• BACKGROUND
    • Surgical site infection (SSI) is a major complication following total joint arthroplasty. Host susceptibility to infection has emerged as an important predictor of SSI. The purpose of this study was to develop and validate a preoperative SSI risk-assessment tool for primary or revision knee and hip arthroplasty.
  • METHODS
    • Data for 6,789 patients who underwent total joint arthroplasty (from the years 2000 to 2011) were obtained from a single hospital system. SSI was defined as a superficial infection within 30 days or deep infection within 1 year.
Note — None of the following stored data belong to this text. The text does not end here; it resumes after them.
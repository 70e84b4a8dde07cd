//! MUN back-office server - main entry point

use std::{net::SocketAddr, sync::Arc, time::Duration};

use anyhow::Result;
use axum::Router;
use mun_common::logging::{init_logging, LogConfig};
use sqlx::postgres::PgPoolOptions;
use tokio::{signal, sync::Notify};
use tower_http::compression::CompressionLayer;
use tracing::info;

use mun_server::{
    audit::Auditor,
    config::Config,
    features,
    middleware::{self, audit::AuditScopeLayer},
};

#[tokio::main]
async fn main() -> Result<()> {
    let log_config = LogConfig::from_env()
        .unwrap_or_default()
        .with_prefix("mun-server");
    init_logging(&log_config)?;

    info!("Starting MUN server");

    let config = Config::load()?;
    info!(
        "Configuration loaded - server will bind to {}:{}",
        config.server.host, config.server.port
    );

    let db_pool = PgPoolOptions::new()
        .max_connections(config.database.max_connections)
        .min_connections(config.database.min_connections)
        .acquire_timeout(Duration::from_secs(config.database.connect_timeout_secs))
        .connect(&config.database.url)
        .await?;

    info!("Database connection pool established");

    sqlx::migrate!("../../migrations")
        .run(&db_pool)
        .await
        .map_err(|e| anyhow::anyhow!("Failed to run migrations: {}", e))?;

    info!("Database migrations completed");

    let auditor = Auditor::new(config.audit.clone());
    let state = features::FeatureState {
        db: db_pool,
        auditor: auditor.clone(),
        session: config.session.clone(),
    };

    let app = create_router(state, &config, auditor);

    let addr: SocketAddr = format!("{}:{}", config.server.host, config.server.port).parse()?;
    info!("Server listening on {}", addr);

    let listener = tokio::net::TcpListener::bind(addr).await?;

    let shutdown_started = Arc::new(Notify::new());
    let graceful = axum::serve(listener, app)
        .with_graceful_shutdown(shutdown_signal(shutdown_started.clone()));

    tokio::select! {
        result = graceful => {
            result?;
            info!("Server shut down gracefully");
        },
        _ = drain_deadline(
            shutdown_started,
            Duration::from_secs(config.server.shutdown_timeout_secs),
        ) => {
            tracing::warn!(
                timeout_secs = config.server.shutdown_timeout_secs,
                "Shutdown drain timeout elapsed; closing remaining connections"
            );
        },
    }

    Ok(())
}

/// Resolves `timeout` after the shutdown signal has fired, bounding how long
/// in-flight requests may delay process exit.
async fn drain_deadline(started: Arc<Notify>, timeout: Duration) {
    started.notified().await;
    tokio::time::sleep(timeout).await;
}

/// Create the application router with all routes and middleware
fn create_router(
    state: features::FeatureState,
    config: &Config,
    auditor: std::sync::Arc<Auditor>,
) -> Router {
    let cookie_name = config.session.cookie_name.clone();

    Router::new()
        .merge(features::health_routes(state.clone()))
        .nest("/api", features::router(state))
        // Layers apply innermost to outermost
        .layer(CompressionLayer::new())
        .layer(middleware::tracing_layer())
        .layer(middleware::cors_layer(&config.cors))
        .layer(AuditScopeLayer::new(auditor, cookie_name))
}

/// Graceful shutdown signal handler. Notifies `started` once a signal
/// arrives so the caller can start the drain deadline.
async fn shutdown_signal(started: Arc<Notify>) {
    let ctrl_c = async {
        if let Err(e) = signal::ctrl_c().await {
            tracing::error!("Failed to install Ctrl+C handler: {}", e);
        }
    };

    #[cfg(unix)]
    let terminate = async {
        match signal::unix::signal(signal::unix::SignalKind::terminate()) {
            Ok(mut signal) => {
                signal.recv().await;
            },
            Err(e) => {
                tracing::error!("Failed to install SIGTERM handler: {}", e);
            },
        }
    };

    #[cfg(not(unix))]
    let terminate = std::future::pending::<()>();

    tokio::select! {
        _ = ctrl_c => {
            info!("Received Ctrl+C, starting graceful shutdown");
        },
        _ = terminate => {
            info!("Received terminate signal, starting graceful shutdown");
        },
    }

    started.notify_one();
}

#[cfg(test)]
mod tests {
    use super::*;

    #[tokio::test(start_paused = true)]
    async fn test_drain_deadline_waits_for_signal_then_timeout() {
        let started = Arc::new(Notify::new());
        let deadline = drain_deadline(started.clone(), Duration::from_secs(30));
        tokio::pin!(deadline);

        // Without the signal the deadline never starts counting.
        let idle = tokio::time::timeout(Duration::from_secs(300), &mut deadline).await;
        assert!(idle.is_err());

        started.notify_one();
        let fired = tokio::time::timeout(Duration::from_secs(31), &mut deadline).await;
        assert!(fired.is_ok());
    }
}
Logistic regression modeling was utilized to create a risk scoring system for a derivation sample (n = 5,789; 199 SSIs), with validation performed on a hold-out sample (a subset of observations chosen randomly from the initial sample to form a testing set; n = 1,000; 41 SSIs).
  • RESULTS
    • On the basis of logistic regression modeling, we created a scoring system to assess SSI risk (range, 0 to 35 points) that is the point sum of the following: primary hip arthroplasty (0 points); primary knee (1); revision hip (3); revision knee (3); non-insulin-dependent diabetes (1); insulin-dependent diabetes (1.5); chronic obstructive pulmonary disease (COPD) (1); inflammatory arthropathy (1.5); tobacco use (1.5); lower-extremity osteomyelitis or pyogenic arthritis (2); pelvis, thigh, or leg traumatic fracture (2); lower-extremity pathologic fracture (2.5); morbid obesity (2.5); primary bone cancer (4); reaction to prosthesis in the last 3 years (4); and history of staphylococcal septicemia (4.5). The risk score had good discriminatory capability (area under the ROC [receiver operating characteristic] curve = 0.77) and calibration (Hosmer-Lemeshow chi-square test, p = 0.34) and was validated using the independent sample (area under the ROC curve = 0.72). A small subset of patients (5.9%) had a >10% estimated infection risk.
  • CONCLUSIONS
    • The patient comorbidities composing the risk score heavily influenced SSI risk for primary or revision knee and hip arthroplasty. We believe that infection risk can be objectively determined in a preoperative setting with the proposed SSI risk score.